→ PROVIDED RECORDS:
++++++++
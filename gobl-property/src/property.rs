//! The [`Property`] record: typed constructors and accessors.

use crate::error::PropertyError;
use crate::kind::PropertyType;
use crate::value::Value;
use chrono::{DateTime, FixedOffset, TimeDelta, TimeZone};
use rust_decimal::Decimal;
use serde::Serialize;

/// A named, type-tagged value.
///
/// The payload is `None` when absent. A property built through one of the
/// constructors always carries a payload whose variant matches its
/// [`kind`](Property::kind); the fields are private so that cannot drift.
///
/// ```
/// use gobl_property::{Property, PropertyType};
///
/// let port = Property::uint16("port", 8080);
/// assert_eq!(port.kind(), PropertyType::Uint16);
/// assert_eq!(port.as_uint16().unwrap(), 8080);
/// assert!(port.as_int32().is_err());
/// assert_eq!(port.to_string(), "8080");
/// ```
#[derive(Debug, Clone, Default, PartialEq)]
pub struct Property {
    name: String,
    kind: PropertyType,
    value: Option<Value>,
}

impl Property {
    /// An unnamed [`PropertyType::Undefined`] property.
    pub fn empty() -> Self {
        Self::default()
    }

    /// A property of type `kind` with no payload.
    pub fn absent(name: impl Into<String>, kind: PropertyType) -> Self {
        Self {
            name: name.into(),
            kind,
            value: None,
        }
    }

    /// Infer the type from the payload's shape.
    ///
    /// ```
    /// use gobl_property::{Property, PropertyType};
    ///
    /// assert_eq!(Property::new("n", 5i8).kind(), PropertyType::Int8);
    /// assert_eq!(Property::new("s", "x").kind(), PropertyType::String);
    /// assert_eq!(Property::new("b", vec![1u8]).kind(), PropertyType::ByteArray);
    /// ```
    pub fn new(name: impl Into<String>, value: impl Into<Value>) -> Self {
        Self::with(name, value.into())
    }

    /// Catch-all constructor: any serializable value becomes an untyped
    /// [`PropertyType::Interface`] property.
    pub fn dynamic<T: Serialize + ?Sized>(name: impl Into<String>, value: &T) -> Self {
        Self::with(name, Value::dynamic(value))
    }

    pub(crate) fn with(name: impl Into<String>, value: Value) -> Self {
        let kind = value.kind();
        let value = match value {
            Value::Interface(serde_json::Value::Null) => None,
            value => Some(value),
        };
        Self {
            name: name.into(),
            kind,
            value,
        }
    }

    pub(crate) fn from_parts(name: String, kind: PropertyType, value: Option<Value>) -> Self {
        Self { name, kind, value }
    }

    /// The property name.
    pub fn name(&self) -> &str {
        &self.name
    }

    /// The type tag.
    pub fn kind(&self) -> PropertyType {
        self.kind
    }

    /// The payload, if present.
    pub fn value(&self) -> Option<&Value> {
        self.value.as_ref()
    }

    /// True when the property carries no payload.
    pub fn is_absent(&self) -> bool {
        self.value.is_none()
    }

    /// Take the payload out of the property.
    pub fn into_value(self) -> Option<Value> {
        self.value
    }

    /// The same property under another name.
    pub fn renamed(mut self, name: impl Into<String>) -> Self {
        self.name = name.into();
        self
    }

    /// The payload in its wire shape, e.g. a decimal as its fixed-point text.
    pub fn to_dynamic(&self) -> Result<serde_json::Value, PropertyError> {
        let value = self.value.as_ref().ok_or_else(|| self.mismatch())?;
        serde_json::to_value(value).map_err(|e| PropertyError::Encode(e.to_string()))
    }

    pub(crate) fn mismatch(&self) -> PropertyError {
        PropertyError::TypeMismatch {
            name: self.name.clone(),
            actual: self.kind,
        }
    }
}

macro_rules! scalar_constructors {
    ($($ctor:ident($ty:ty) => $variant:ident;)*) => {
        impl Property {
            $(
                #[doc = concat!("A [`PropertyType::", stringify!($variant), "`] property.")]
                pub fn $ctor(name: impl Into<String>, value: $ty) -> Self {
                    Self::with(name, Value::$variant(value))
                }
            )*
        }
    };
}

scalar_constructors! {
    bool(bool) => Bool;
    int(isize) => Int;
    int8(i8) => Int8;
    int16(i16) => Int16;
    int32(i32) => Int32;
    int64(i64) => Int64;
    uint(usize) => Uint;
    uint8(u8) => Uint8;
    uint16(u16) => Uint16;
    uint32(u32) => Uint32;
    uint64(u64) => Uint64;
    float32(f32) => Float32;
    float64(f64) => Float64;
    duration(TimeDelta) => Duration;
    decimal(Decimal) => Decimal;
}

macro_rules! array_constructors {
    ($($ctor:ident($ty:ty) => $variant:ident;)*) => {
        impl Property {
            $(
                #[doc = concat!("A [`PropertyType::", stringify!($variant), "`] property.")]
                pub fn $ctor(name: impl Into<String>, values: impl IntoIterator<Item = $ty>) -> Self {
                    Self::with(name, Value::$variant(values.into_iter().collect()))
                }
            )*
        }
    };
}

array_constructors! {
    bool_array(bool) => BoolArray;
    int_array(isize) => IntArray;
    int8_array(i8) => Int8Array;
    int16_array(i16) => Int16Array;
    int32_array(i32) => Int32Array;
    int64_array(i64) => Int64Array;
    uint_array(usize) => UintArray;
    uint8_array(u8) => Uint8Array;
    uint16_array(u16) => Uint16Array;
    uint32_array(u32) => Uint32Array;
    uint64_array(u64) => Uint64Array;
    float32_array(f32) => Float32Array;
    float64_array(f64) => Float64Array;
    duration_array(TimeDelta) => DurationArray;
    decimal_array(Decimal) => DecimalArray;
    interface_array(serde_json::Value) => InterfaceArray;
}

impl Property {
    /// A [`PropertyType::ByteArray`] property.
    pub fn byte_array(name: impl Into<String>, value: impl Into<Vec<u8>>) -> Self {
        Self::with(name, Value::ByteArray(value.into()))
    }

    /// A [`PropertyType::String`] property.
    pub fn string(name: impl Into<String>, value: impl Into<String>) -> Self {
        Self::with(name, Value::String(value.into()))
    }

    /// A [`PropertyType::DateTime`] property. The instant keeps its offset.
    pub fn datetime<Tz: TimeZone>(name: impl Into<String>, value: DateTime<Tz>) -> Self {
        Self::with(name, Value::DateTime(value.fixed_offset()))
    }

    /// A [`PropertyType::Interface`] property. JSON `null` is stored as an
    /// absent payload.
    pub fn interface(name: impl Into<String>, value: serde_json::Value) -> Self {
        Self::with(name, Value::Interface(value))
    }

    /// A [`PropertyType::StringArray`] property.
    pub fn string_array<S: Into<String>>(
        name: impl Into<String>,
        values: impl IntoIterator<Item = S>,
    ) -> Self {
        Self::with(name, Value::StringArray(values.into_iter().map(Into::into).collect()))
    }

    /// A [`PropertyType::DateTimeArray`] property.
    pub fn datetime_array<Tz: TimeZone>(
        name: impl Into<String>,
        values: impl IntoIterator<Item = DateTime<Tz>>,
    ) -> Self {
        Self::with(
            name,
            Value::DateTimeArray(values.into_iter().map(|dt| dt.fixed_offset()).collect()),
        )
    }
}

// Strict accessors return the payload only when its variant matches;
// the `_or` forms swallow the mismatch and hand back the default.
macro_rules! copy_accessors {
    ($($get:ident, $or:ident => $variant:ident: $ty:ty;)*) => {
        impl Property {
            $(
                #[doc = concat!("The payload of a [`PropertyType::", stringify!($variant), "`] property.")]
                pub fn $get(&self) -> Result<$ty, PropertyError> {
                    match &self.value {
                        Some(Value::$variant(v)) => Ok(*v),
                        _ => Err(self.mismatch()),
                    }
                }

                #[doc = concat!("Like [`Property::", stringify!($get), "`], falling back to `default`.")]
                pub fn $or(&self, default: $ty) -> $ty {
                    self.$get().unwrap_or(default)
                }
            )*
        }
    };
}

copy_accessors! {
    as_bool, as_bool_or => Bool: bool;
    as_int, as_int_or => Int: isize;
    as_int8, as_int8_or => Int8: i8;
    as_int16, as_int16_or => Int16: i16;
    as_int32, as_int32_or => Int32: i32;
    as_int64, as_int64_or => Int64: i64;
    as_uint, as_uint_or => Uint: usize;
    as_uint8, as_uint8_or => Uint8: u8;
    as_uint16, as_uint16_or => Uint16: u16;
    as_uint32, as_uint32_or => Uint32: u32;
    as_uint64, as_uint64_or => Uint64: u64;
    as_float32, as_float32_or => Float32: f32;
    as_float64, as_float64_or => Float64: f64;
    as_datetime, as_datetime_or => DateTime: DateTime<FixedOffset>;
    as_duration, as_duration_or => Duration: TimeDelta;
    as_decimal, as_decimal_or => Decimal: Decimal;
}

macro_rules! slice_accessors {
    ($($get:ident, $or:ident => $variant:ident: $ty:ty;)*) => {
        impl Property {
            $(
                #[doc = concat!("The payload of a [`PropertyType::", stringify!($variant), "`] property.")]
                pub fn $get(&self) -> Result<&$ty, PropertyError> {
                    match &self.value {
                        Some(Value::$variant(v)) => Ok(&v[..]),
                        _ => Err(self.mismatch()),
                    }
                }

                #[doc = concat!("Like [`Property::", stringify!($get), "`], falling back to `default`.")]
                pub fn $or<'a>(&'a self, default: &'a $ty) -> &'a $ty {
                    self.$get().unwrap_or(default)
                }
            )*
        }
    };
}

slice_accessors! {
    as_byte_array, as_byte_array_or => ByteArray: [u8];
    as_str, as_str_or => String: str;
    as_bool_array, as_bool_array_or => BoolArray: [bool];
    as_int_array, as_int_array_or => IntArray: [isize];
    as_int8_array, as_int8_array_or => Int8Array: [i8];
    as_int16_array, as_int16_array_or => Int16Array: [i16];
    as_int32_array, as_int32_array_or => Int32Array: [i32];
    as_int64_array, as_int64_array_or => Int64Array: [i64];
    as_uint_array, as_uint_array_or => UintArray: [usize];
    as_uint8_array, as_uint8_array_or => Uint8Array: [u8];
    as_uint16_array, as_uint16_array_or => Uint16Array: [u16];
    as_uint32_array, as_uint32_array_or => Uint32Array: [u32];
    as_uint64_array, as_uint64_array_or => Uint64Array: [u64];
    as_float32_array, as_float32_array_or => Float32Array: [f32];
    as_float64_array, as_float64_array_or => Float64Array: [f64];
    as_datetime_array, as_datetime_array_or => DateTimeArray: [DateTime<FixedOffset>];
    as_duration_array, as_duration_array_or => DurationArray: [TimeDelta];
    as_decimal_array, as_decimal_array_or => DecimalArray: [Decimal];
    as_interface_array, as_interface_array_or => InterfaceArray: [serde_json::Value];
}

impl Property {
    /// The text of a [`PropertyType::String`] property, owned.
    pub fn as_string(&self) -> Result<String, PropertyError> {
        self.as_str().map(str::to_owned)
    }

    /// The elements of a [`PropertyType::StringArray`] property.
    pub fn as_str_array(&self) -> Result<&[String], PropertyError> {
        match &self.value {
            Some(Value::StringArray(v)) => Ok(v),
            _ => Err(self.mismatch()),
        }
    }

    /// The payload of a [`PropertyType::Interface`] property.
    pub fn as_interface(&self) -> Result<&serde_json::Value, PropertyError> {
        match &self.value {
            Some(Value::Interface(v)) => Ok(v),
            _ => Err(self.mismatch()),
        }
    }

    /// Like [`Property::as_interface`], falling back to `default`.
    pub fn as_interface_or<'a>(&'a self, default: &'a serde_json::Value) -> &'a serde_json::Value {
        self.as_interface().unwrap_or(default)
    }
}

#[cfg(test)]
mod tests {
    use super::*;
    use chrono::Utc;
    use serde_json::json;

    #[test]
    fn typed_constructors_tag_exactly() {
        let cases = [
            (Property::int("a", -1), PropertyType::Int),
            (Property::uint8("a", 1), PropertyType::Uint8),
            (Property::uint8_array("a", [1, 2]), PropertyType::Uint8Array),
            (Property::byte_array("a", *b"xy"), PropertyType::ByteArray),
            (Property::string_array("a", ["x", "y"]), PropertyType::StringArray),
            (Property::datetime("a", Utc::now()), PropertyType::DateTime),
            (Property::interface("a", json!([1])), PropertyType::Interface),
        ];
        for (property, kind) in cases {
            assert_eq!(property.kind(), kind);
            assert_eq!(property.value().map(Value::kind), Some(kind));
        }
    }

    #[test]
    fn interface_null_is_absent() {
        let p = Property::interface("x", serde_json::Value::Null);
        assert_eq!(p.kind(), PropertyType::Interface);
        assert!(p.is_absent());
        assert!(Property::dynamic("y", &Option::<i32>::None).is_absent());
    }

    #[test]
    fn mismatch_names_property_and_actual_type() {
        let p = Property::int32("count", 3);
        let err = p.as_bool().unwrap_err();
        assert_eq!(
            err,
            PropertyError::TypeMismatch {
                name: "count".into(),
                actual: PropertyType::Int32,
            }
        );
        assert_eq!(err.to_string(), "count has type Int32");
        assert!(p.as_bool_or(true));
        assert!(!p.as_bool_or(false));
    }

    #[test]
    fn width_is_part_of_the_type() {
        let p = Property::int16("n", 7);
        assert_eq!(p.as_int16().unwrap(), 7);
        assert!(p.as_int32().is_err());
        assert!(p.as_int().is_err());
        assert_eq!(p.as_int64_or(-1), -1);
    }

    #[test]
    fn absent_payload_fails_strict_accessors() {
        let p = Property::absent("flag", PropertyType::Bool);
        assert!(p.as_bool().is_err());
        assert!(p.as_bool_or(true));
        assert!(p.to_dynamic().is_err());
    }

    #[test]
    fn borrowed_accessors() {
        let p = Property::string("s", "hello");
        assert_eq!(p.as_str().unwrap(), "hello");
        assert_eq!(p.as_string().unwrap(), "hello");
        assert_eq!(p.as_byte_array_or(b"none"), b"none");

        let p = Property::decimal_array("d", [Decimal::ONE, Decimal::TWO]);
        assert_eq!(p.as_decimal_array().unwrap(), &[Decimal::ONE, Decimal::TWO]);
        assert!(p.as_decimal().is_err());
    }

    #[test]
    fn to_dynamic_uses_wire_shapes() {
        let p = Property::duration("d", TimeDelta::seconds(2));
        assert_eq!(p.to_dynamic().unwrap(), json!(2_000_000_000i64));
        let p = Property::decimal("m", Decimal::new(5, 1));
        assert_eq!(p.to_dynamic().unwrap(), json!("0.500000"));
    }

    #[test]
    fn renamed_keeps_payload() {
        let p = Property::bool("a", true).renamed("b");
        assert_eq!(p.name(), "b");
        assert!(p.as_bool().unwrap());
    }
}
++++++++
Bring together each line above where the string "when" turns up.

/// The payload is `None` when absent. A property built through one of the
    /// True when the property carries no payload.
// Strict accessors return the payload only when its variant matches;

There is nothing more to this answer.